We can also note from the logs that, unless it's a clone that is not detected properly, the STM32 you've got there is genuine. The BMD scan output would say "(clone)" or the specific kind of clone device such as "GD32F1" or similar if it was a detected clone.

[mean00]

My 0.02 euro$
This is a gotcha due to how gdb interpret the 'n' command i.e. not a bmp issue.
I've ran into similar issues with other debuggers.
When you do next, gdb does step step step until it reaches the "next line" whatever/wherever it is
In the case of an empty loop, that next line is never reached, because you keep executing the same instruction at the same address, so gdb keeps on stepping forever
( the underlying asm code is something along "b *" )

There are 2 ways to get out of this :

• You use the "si" command to step a single instruction
• you add a asm("nop") inside the loop so that there is at least a different instruction/line

There is a ticket there : https://bugs.launchpad.net/gcc-arm-embedded/+bug/1401565 using a jlink debugger
Same cause, same consequence

[dragonmux]

Thank you for the reminder to get back to this - and sorry it's been a while since the last reply. We did some more digging and mean00 is indeed correct that this is a compiler and GDB limitation.

Specifically, because the compiler is generating an empty loop, it is unable to generate a debug line entry for the loop body to have the debugger break on.
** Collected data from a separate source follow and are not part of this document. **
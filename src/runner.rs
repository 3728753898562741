use crate::config::ServiceSpec;
use crate::paths::Paths;
use crate::state;
use crate::status::{self, PidProbe};
use chrono::Local;
use owo_colors::OwoColorize;
use std::collections::HashMap;
use std::fs::{File, OpenOptions};
use std::io::{self, Write};
use std::os::unix::process::CommandExt;
use std::path::Path;
use std::process::{Command, Stdio};

// ---------------------------------------------------------------------------
// Error
// ---------------------------------------------------------------------------

#[derive(Debug, thiserror::Error)]
pub enum RunnerError {
    #[error("failed to spawn '{name}': {source}")]
    Spawn {
        name: String,
        source: std::io::Error,
    },
    #[error("{0}")]
    Io(#[from] std::io::Error),
}

// ---------------------------------------------------------------------------
// Start
// ---------------------------------------------------------------------------

#[derive(Debug, PartialEq, Eq)]
pub enum StartOutcome {
    Started { pid: u32 },
    /// The service already runs; informational, not an error.
    AlreadyRunning { pid: u32 },
}

/// Launch one service generation. The child becomes the leader of a fresh
/// process group with stdout/stderr appended to its log files, stdin from
/// the null device, and exactly the effective environment computed by the
/// resolver.
pub fn start(
    paths: &Paths,
    spec: &ServiceSpec,
    env: &HashMap<String, String>,
    restart: bool,
) -> Result<StartOutcome, RunnerError> {
    paths.ensure_layout()?;

    match status::probe_pid(paths, &spec.name) {
        PidProbe::Alive(pid) => return Ok(StartOutcome::AlreadyRunning { pid }),
        PidProbe::Stale(_) => {
            eprintln!(
                "{} recorded state for '{}' is stale, cleaning up",
                "warning:".yellow().bold(),
                spec.name
            );
            state::clear_runtime(paths, &spec.name)?;
        }
        PidProbe::Absent => {}
    }

    let mut stdout_log = open_append(&paths.stdout_log(&spec.name))?;
    let mut stderr_log = open_append(&paths.stderr_log(&spec.name))?;
    append_banner(&mut stdout_log, &spec.name)?;
    append_banner(&mut stderr_log, &spec.name)?;

    let mut cmd = Command::new("/bin/sh");
    cmd.arg("-c")
        .arg(&spec.cmd)
        .stdin(Stdio::null())
        .stdout(Stdio::from(stdout_log))
        .stderr(Stdio::from(stderr_log))
        .env_clear()
        .envs(env)
        // New process group with the shell as leader, so a later killpg on
        // the recorded PID reaches the whole pipeline
        .process_group(0);
    if let Some(cwd) = &spec.cwd {
        cmd.current_dir(cwd);
    }

    let child = cmd.spawn().map_err(|e| RunnerError::Spawn {
        name: spec.name.clone(),
        source: e,
    })?;
    let pid = child.id();
    // Not reaped here: the generation outlives this short-lived CLI
    drop(child);

    if let Err(e) = state::record_start(paths, &spec.name, pid, restart) {
        // The child is up; losing state files only means the next probe
        // cannot attribute it. Do not kill it.
        eprintln!(
            "{} started '{}' (pid {pid}) but failed to record state: {e}",
            "warning:".yellow().bold(),
            spec.name
        );
    }
    Ok(StartOutcome::Started { pid })
}

fn open_append(path: &Path) -> io::Result<File> {
    OpenOptions::new().create(true).append(true).open(path)
}

fn append_banner(file: &mut File, name: &str) -> io::Result<()> {
    let timestamp = Local::now().format("%Y-%m-%d %H:%M:%S");
    writeln!(file, "\n--- Starting service '{name}' at {timestamp} ---")
}

// ---------------------------------------------------------------------------
// Tests
// ---------------------------------------------------------------------------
GDB is then unaware of there being any instruction within the loop to breakpoint, and so calculates the next instruction for the breakpoint as the instruction after the loop.
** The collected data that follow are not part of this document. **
//! On-disk runtime state for one service generation: the pid, start-time,
//! and restart-count files under `pids/`. The Process Runner is the only
//! writer, the Stop Controller the only deleter.

use crate::paths::Paths;
use std::io;
use std::path::{Path, PathBuf};
use std::time::{SystemTime, UNIX_EPOCH};

pub fn now_epoch() -> f64 {
    SystemTime::now()
        .duration_since(UNIX_EPOCH)
        .map(|d| d.as_secs_f64())
        .unwrap_or(0.0)
}

/// Replace `path` via write-to-temp-then-rename so concurrent readers see
/// either the old or the new contents, never a partial write.
pub fn write_atomic(path: &Path, contents: &str) -> io::Result<()> {
    let mut tmp_name = path.as_os_str().to_owned();
    tmp_name.push(".tmp");
    let tmp = PathBuf::from(tmp_name);
    std::fs::write(&tmp, contents)?;
    std::fs::rename(&tmp, path)
}

fn remove_if_present(path: &Path) -> io::Result<()> {
    match std::fs::remove_file(path) {
        Ok(()) => Ok(()),
        Err(e) if e.kind() == io::ErrorKind::NotFound => Ok(()),
        Err(e) => Err(e),
    }
}

pub fn read_pid(paths: &Paths, name: &str) -> Option<u32> {
    std::fs::read_to_string(paths.pid_file(name))
        .ok()
        .and_then(|s| s.trim().parse().ok())
}

pub fn read_start_time(paths: &Paths, name: &str) -> Option<f64> {
    std::fs::read_to_string(paths.time_file(name))
        .ok()
        .and_then(|s| s.trim().parse().ok())
}

pub fn read_restarts(paths: &Paths, name: &str) -> u32 {
    std::fs::read_to_string(paths.restarts_file(name))
        .ok()
        .and_then(|s| s.trim().parse().ok())
        .unwrap_or(0)
}

/// Record a fresh generation. Write order is time, then restarts (only when
/// this start completes a restart), then pid last, so any observer that
/// sees the pid file also sees the start time.
pub fn record_start(paths: &Paths, name: &str, pid: u32, restart: bool) -> io::Result<()> {
    write_atomic(&paths.time_file(name), &format!("{:.6}", now_epoch()))?;
    if restart {
        let count = read_restarts(paths, name);
        write_atomic(&paths.restarts_file(name), &(count + 1).to_string())?;
    }
    write_atomic(&paths.pid_file(name), &pid.to_string())?;
    Ok(())
}

/// End a generation: remove the pid file first (flips the observable state
/// to not-running), then the time file. The restart counter is kept.
pub fn clear_runtime(paths: &Paths, name: &str) -> io::Result<()> {
    remove_if_present(&paths.pid_file(name))?;
    remove_if_present(&paths.time_file(name))
}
Adding to that, it then causes GDB to exercise a bug whereby because of the lack of line information within the loop, it gets itself stuck waiting for the target to move to any other instruction than the branch-to-self (which it's considering the start of the loop) to consider the target halted again - resulting in the behaviour you see. Unfortunately, in this instance, BMD is doing exactly as GDB instructs it, and the bug is in GDB and is caused by a compiler limitation.